(What the task asks):
Would you return every entry, exactly as it is written?

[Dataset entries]
..............................
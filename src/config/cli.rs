use crate::config::toml_config::{
    default_output_formats, CompressionConfig, TomlConfig, DEFAULT_CONCURRENT_FILES,
    DEFAULT_FILE_STEM, DEFAULT_INPUT_DIR, DEFAULT_OUTPUT_PATH,
};
use crate::core::ConfigProvider;
use crate::output::OutputFormat;
use crate::utils::error::{LabError, Result};
use crate::utils::validation::{self, Validate};
use clap::Parser;

#[derive(Debug, Clone, Parser)]
#[command(name = "fit-to-parquet")]
#[command(about = "Batch-convert .fit/.fit.gz to cleaned Parquet/CSV")]
pub struct CliConfig {
    /// Directory holding .fit / .fit.gz files
    #[arg(short, long)]
    pub input: Option<String>,

    /// Directory the outputs are written to
    #[arg(short, long)]
    pub outdir: Option<String>,

    /// TOML config file; flags given on the command line override it
    #[arg(short, long)]
    pub config: Option<String>,

    /// Output formats (parquet, csv, json)
    #[arg(long, value_delimiter = ',')]
    pub formats: Vec<OutputFormat>,

    /// Files decoded in parallel [default: 4]
    #[arg(long)]
    pub concurrent_files: Option<usize>,

    /// Base name of the output files [default: strava_runs]
    #[arg(long)]
    pub file_stem: Option<String>,

    /// Bundle all outputs into this ZIP archive
    #[arg(long)]
    pub zip: Option<String>,

    /// Accept files whose CRC does not match
    #[arg(long)]
    pub no_crc_check: bool,

    #[arg(long, help = "Log CPU and memory usage per phase")]
    pub monitor: bool,

    /// List the files that would be converted and exit
    #[arg(long)]
    pub dry_run: bool,

    #[arg(short, long, help = "Enable verbose output")]
    pub verbose: bool,

    /// Emit logs as JSON lines instead of the compact format
    #[arg(long)]
    pub log_json: bool,

    #[arg(skip = default_output_formats())]
    default_formats: Vec<OutputFormat>,
}

impl CliConfig {
    /// Applies the flags given on the command line on top of a file config.
    pub fn apply_to(&self, mut config: TomlConfig) -> TomlConfig {
        if let Some(input) = &self.input {
            config.source.input_dir = input.clone();
        }
        if let Some(outdir) = &self.outdir {
            config.load.output_path = outdir.clone();
        }
        if !self.formats.is_empty() {
            config.load.output_formats = self.formats.clone();
        }
        if let Some(concurrent) = self.concurrent_files {
            config.source.concurrent_files = Some(concurrent);
        }
        if let Some(stem) = &self.file_stem {
            config.load.file_stem = Some(stem.clone());
        }
        if self.no_crc_check {
            config.source.check_crc = Some(false);
        }
        if let Some(zip) = &self.zip {
            config.load.compression = Some(CompressionConfig {
                enabled: true,
                filename: zip.clone(),
            });
        }
        config
    }
}

impl ConfigProvider for CliConfig {
    fn input_dir(&self) -> &str {
        self.input.as_deref().unwrap_or(DEFAULT_INPUT_DIR)
    }

    fn output_path(&self) -> &str {
        self.outdir.as_deref().unwrap_or(DEFAULT_OUTPUT_PATH)
    }

    fn output_formats(&self) -> &[OutputFormat] {
        if self.formats.is_empty() {
            &self.default_formats
        } else {
            &self.formats
        }
    }

    fn concurrent_files(&self) -> usize {
        self.concurrent_files.unwrap_or(DEFAULT_CONCURRENT_FILES)
    }

    fn file_stem(&self) -> &str {
        self.file_stem.as_deref().unwrap_or(DEFAULT_FILE_STEM)
    }

    fn check_crc(&self) -> bool {
        !self.no_crc_check
    }

    fn zip_bundle(&self) -> Option<&str> {
        self.zip.as_deref()
    }
}

impl Validate for CliConfig {
    fn validate(&self) -> Result<()> {
        validation::validate_path("input", self.input_dir())?;
        validation::validate_path("outdir", self.output_path())?;
        validation::validate_positive_number("concurrent_files", self.concurrent_files(), 1)?;
        validation::validate_non_empty_string("file_stem", self.file_stem())?;
        if let Some(zip) = &self.zip {
            if !zip.ends_with(".zip") {
                return Err(LabError::InvalidConfigValueError {
                    field: "zip".to_string(),
                    value: zip.clone(),
                    reason: "Archive name must end in .zip".to_string(),
                });
            }
        }
        Ok(())
    }
}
..............................
(Result below):
filename src/config/cli.rs
use crate::config::toml_config::{
    default_output_formats, CompressionConfig, TomlConfig, DEFAULT_CONCURRENT_FILES,
    DEFAULT_FILE_STEM, DEFAULT_INPUT_DIR, DEFAULT_OUTPUT_PATH,
};
use crate::core::ConfigProvider;
use crate::output::OutputFormat;
use crate::utils::error::{LabError, Result};
use crate::utils::validation::{self, Validate};
use clap::Parser;

#[derive(Debug, Clone, Parser)]
#[command(name = "fit-to-parquet")]
#[command(about = "Batch-convert .fit/.fit.gz to cleaned Parquet/CSV")]
pub struct CliConfig {
    /// Directory holding .fit / .fit.gz files
    #[arg(short, long)]
    pub input: Option<String>,

    /// Directory the outputs are written to
    #[arg(short, long)]
    pub outdir: Option<String>,

    /// TOML config file; flags given on the command line override it
    #[arg(short, long)]
    pub config: Option<String>,

    /// Output formats (parquet, csv, json)
    #[arg(long, value_delimiter = ',')]
    pub formats: Vec<OutputFormat>,

    /// Files decoded in parallel [default: 4]
    #[arg(long)]
    pub concurrent_files: Option<usize>,

    /// Base name of the output files [default: strava_runs]
    #[arg(long)]
    pub file_stem: Option<String>,

    /// Bundle all outputs into this ZIP archive
    #[arg(long)]
    pub zip: Option<String>,

    /// Accept files whose CRC does not match
    #[arg(long)]
    pub no_crc_check: bool,

    #[arg(long, help = "Log CPU and memory usage per phase")]
    pub monitor: bool,

    /// List the files that would be converted and exit
    #[arg(long)]
    pub dry_run: bool,

    #[arg(short, long, help = "Enable verbose output")]
    pub verbose: bool,

    /// Emit logs as JSON lines instead of the compact format
    #[arg(long)]
    pub log_json: bool,

    #[arg(skip = default_output_formats())]
    default_formats: Vec<OutputFormat>,
}

impl CliConfig {
    /// Applies the flags given on the command line on top of a file config.
    pub fn apply_to(&self, mut config: TomlConfig) -> TomlConfig {
        if let Some(input) = &self.input {
            config.source.input_dir = input.clone();
        }
        if let Some(outdir) = &self.outdir {
            config.load.output_path = outdir.clone();
        }
        if !self.formats.is_empty() {
            config.load.output_formats = self.formats.clone();
        }
        if let Some(concurrent) = self.concurrent_files {
            config.source.concurrent_files = Some(concurrent);
        }
        if let Some(stem) = &self.file_stem {
            config.load.file_stem = Some(stem.clone());
        }
        if self.no_crc_check {
            config.source.check_crc = Some(false);
        }
        if let Some(zip) = &self.zip {
            config.load.compression = Some(CompressionConfig {
                enabled: true,
                filename: zip.clone(),
            });
        }
        config
    }
}

impl ConfigProvider for CliConfig {
    fn input_dir(&self) -> &str {
        self.input.as_deref().unwrap_or(DEFAULT_INPUT_DIR)
    }

    fn output_path(&self) -> &str {
        self.outdir.as_deref().unwrap_or(DEFAULT_OUTPUT_PATH)
    }

    fn output_formats(&self) -> &[OutputFormat] {
        if self.formats.is_empty() {
            &self.default_formats
        } else {
            &self.formats
        }
    }

    fn concurrent_files(&self) -> usize {
        self.concurrent_files.unwrap_or(DEFAULT_CONCURRENT_FILES)
    }

    fn file_stem(&self) -> &str {
        self.file_stem.as_deref().unwrap_or(DEFAULT_FILE_STEM)
    }

    fn check_crc(&self) -> bool {
        !self.no_crc_check
    }

    fn zip_bundle(&self) -> Option<&str> {
        self.zip.as_deref()
    }
}

impl Validate for CliConfig {
    fn validate(&self) -> Result<()> {
        validation::validate_path("input", self.input_dir())?;
        validation::validate_path("outdir", self.output_path())?;
        validation::validate_positive_number("concurrent_files", self.concurrent_files(), 1)?;
        validation::validate_non_empty_string("file_stem", self.file_stem())?;
        if let Some(zip) = &self.zip {
            if !zip.ends_with(".zip") {
                return Err(LabError::InvalidConfigValueError {
                    field: "zip".to_string(),
                    value: zip.clone(),
                    reason: "Archive name must end in .zip".to_string(),
                });
            }
        }
        Ok(())
    }
}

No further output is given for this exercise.